> YOUR INSTRUCTIONS
Go over the entries and report the lines where the word "matcher" occurs.

> RECORDS FOR THE EXERCISE
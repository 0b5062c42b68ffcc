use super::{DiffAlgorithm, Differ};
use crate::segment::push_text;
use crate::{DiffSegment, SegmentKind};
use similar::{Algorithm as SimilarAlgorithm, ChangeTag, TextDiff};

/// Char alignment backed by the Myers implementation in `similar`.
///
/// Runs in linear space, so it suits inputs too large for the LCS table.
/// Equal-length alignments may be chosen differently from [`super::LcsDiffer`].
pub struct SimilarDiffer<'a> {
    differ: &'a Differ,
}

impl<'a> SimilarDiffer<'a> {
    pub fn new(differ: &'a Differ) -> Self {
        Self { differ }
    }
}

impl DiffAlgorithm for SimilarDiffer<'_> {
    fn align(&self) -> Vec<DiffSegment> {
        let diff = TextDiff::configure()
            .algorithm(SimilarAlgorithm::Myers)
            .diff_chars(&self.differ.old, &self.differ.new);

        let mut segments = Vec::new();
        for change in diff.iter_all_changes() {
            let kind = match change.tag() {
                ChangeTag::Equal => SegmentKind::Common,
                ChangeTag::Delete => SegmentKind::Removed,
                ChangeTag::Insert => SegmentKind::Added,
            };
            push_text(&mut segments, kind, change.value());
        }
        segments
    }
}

--

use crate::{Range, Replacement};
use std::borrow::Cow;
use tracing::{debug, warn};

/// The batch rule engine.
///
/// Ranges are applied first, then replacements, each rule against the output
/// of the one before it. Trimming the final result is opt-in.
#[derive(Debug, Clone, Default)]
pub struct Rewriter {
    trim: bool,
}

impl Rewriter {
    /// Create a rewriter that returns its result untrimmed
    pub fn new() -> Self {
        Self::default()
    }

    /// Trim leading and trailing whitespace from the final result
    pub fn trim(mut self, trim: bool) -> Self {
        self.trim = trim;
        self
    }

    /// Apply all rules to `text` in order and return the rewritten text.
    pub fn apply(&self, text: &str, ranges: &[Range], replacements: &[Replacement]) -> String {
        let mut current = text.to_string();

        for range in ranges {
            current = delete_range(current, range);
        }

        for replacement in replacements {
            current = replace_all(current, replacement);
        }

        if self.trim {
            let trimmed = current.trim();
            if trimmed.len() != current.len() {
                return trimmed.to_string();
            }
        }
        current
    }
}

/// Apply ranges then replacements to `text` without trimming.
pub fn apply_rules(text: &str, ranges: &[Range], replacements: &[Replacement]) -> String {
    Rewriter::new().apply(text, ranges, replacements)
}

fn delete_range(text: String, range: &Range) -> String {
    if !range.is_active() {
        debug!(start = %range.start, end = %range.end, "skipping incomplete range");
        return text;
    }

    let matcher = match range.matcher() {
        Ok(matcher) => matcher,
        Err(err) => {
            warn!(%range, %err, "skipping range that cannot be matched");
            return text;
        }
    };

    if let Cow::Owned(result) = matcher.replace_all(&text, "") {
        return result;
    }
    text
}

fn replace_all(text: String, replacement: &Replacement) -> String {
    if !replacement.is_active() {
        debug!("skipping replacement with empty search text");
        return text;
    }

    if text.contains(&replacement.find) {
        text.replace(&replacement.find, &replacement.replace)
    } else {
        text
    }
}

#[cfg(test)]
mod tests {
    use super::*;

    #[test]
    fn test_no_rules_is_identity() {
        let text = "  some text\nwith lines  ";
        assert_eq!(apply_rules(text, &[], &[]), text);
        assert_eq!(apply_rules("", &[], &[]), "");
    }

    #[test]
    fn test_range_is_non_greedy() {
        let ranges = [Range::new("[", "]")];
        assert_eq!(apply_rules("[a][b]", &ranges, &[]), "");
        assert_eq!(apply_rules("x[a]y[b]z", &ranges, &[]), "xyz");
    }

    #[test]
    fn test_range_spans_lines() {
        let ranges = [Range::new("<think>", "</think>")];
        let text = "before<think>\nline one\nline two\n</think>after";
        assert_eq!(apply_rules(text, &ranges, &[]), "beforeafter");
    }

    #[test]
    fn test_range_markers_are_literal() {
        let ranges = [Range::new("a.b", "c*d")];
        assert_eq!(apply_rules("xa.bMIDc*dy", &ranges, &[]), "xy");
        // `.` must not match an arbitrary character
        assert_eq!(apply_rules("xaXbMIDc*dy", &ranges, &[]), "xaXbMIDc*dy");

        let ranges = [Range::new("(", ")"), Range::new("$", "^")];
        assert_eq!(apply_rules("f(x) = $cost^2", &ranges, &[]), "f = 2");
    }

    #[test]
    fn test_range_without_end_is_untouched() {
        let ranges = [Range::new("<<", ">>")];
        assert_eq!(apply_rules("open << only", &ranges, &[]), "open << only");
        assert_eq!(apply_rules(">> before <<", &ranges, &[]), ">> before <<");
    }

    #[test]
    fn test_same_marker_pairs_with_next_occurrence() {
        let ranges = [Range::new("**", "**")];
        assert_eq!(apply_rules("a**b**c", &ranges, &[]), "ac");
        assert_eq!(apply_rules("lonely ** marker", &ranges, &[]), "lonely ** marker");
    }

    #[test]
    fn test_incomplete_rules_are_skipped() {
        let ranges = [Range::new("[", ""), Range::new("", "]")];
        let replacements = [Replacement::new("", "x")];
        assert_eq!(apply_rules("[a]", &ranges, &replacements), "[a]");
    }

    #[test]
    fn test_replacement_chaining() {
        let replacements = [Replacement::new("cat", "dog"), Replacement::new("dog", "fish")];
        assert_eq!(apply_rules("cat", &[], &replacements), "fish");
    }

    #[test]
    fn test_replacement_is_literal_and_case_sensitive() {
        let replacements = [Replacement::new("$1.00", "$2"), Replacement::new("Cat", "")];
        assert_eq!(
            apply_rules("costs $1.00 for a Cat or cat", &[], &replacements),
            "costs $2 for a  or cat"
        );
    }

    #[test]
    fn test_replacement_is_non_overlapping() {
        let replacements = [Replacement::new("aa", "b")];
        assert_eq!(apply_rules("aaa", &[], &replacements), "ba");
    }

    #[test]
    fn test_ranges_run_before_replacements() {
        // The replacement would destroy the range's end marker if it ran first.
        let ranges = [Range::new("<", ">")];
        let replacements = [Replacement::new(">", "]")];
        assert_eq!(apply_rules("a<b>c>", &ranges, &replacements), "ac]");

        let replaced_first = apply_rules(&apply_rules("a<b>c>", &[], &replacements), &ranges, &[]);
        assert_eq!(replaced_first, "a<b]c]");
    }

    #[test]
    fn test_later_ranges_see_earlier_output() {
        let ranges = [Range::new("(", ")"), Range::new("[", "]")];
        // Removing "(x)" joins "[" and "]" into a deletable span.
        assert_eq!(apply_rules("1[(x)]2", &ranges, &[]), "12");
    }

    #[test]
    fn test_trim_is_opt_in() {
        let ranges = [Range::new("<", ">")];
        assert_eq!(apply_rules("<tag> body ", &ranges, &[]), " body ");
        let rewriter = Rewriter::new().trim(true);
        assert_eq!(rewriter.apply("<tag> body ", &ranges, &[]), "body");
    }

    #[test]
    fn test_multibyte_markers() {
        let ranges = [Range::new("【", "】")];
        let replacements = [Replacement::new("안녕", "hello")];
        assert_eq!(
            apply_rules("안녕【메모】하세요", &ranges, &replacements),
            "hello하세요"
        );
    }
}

> TASK ANSWER
    let matcher = match range.matcher() {
        Ok(matcher) => matcher,
    if let Cow::Owned(result) = matcher.replace_all(&text, "") {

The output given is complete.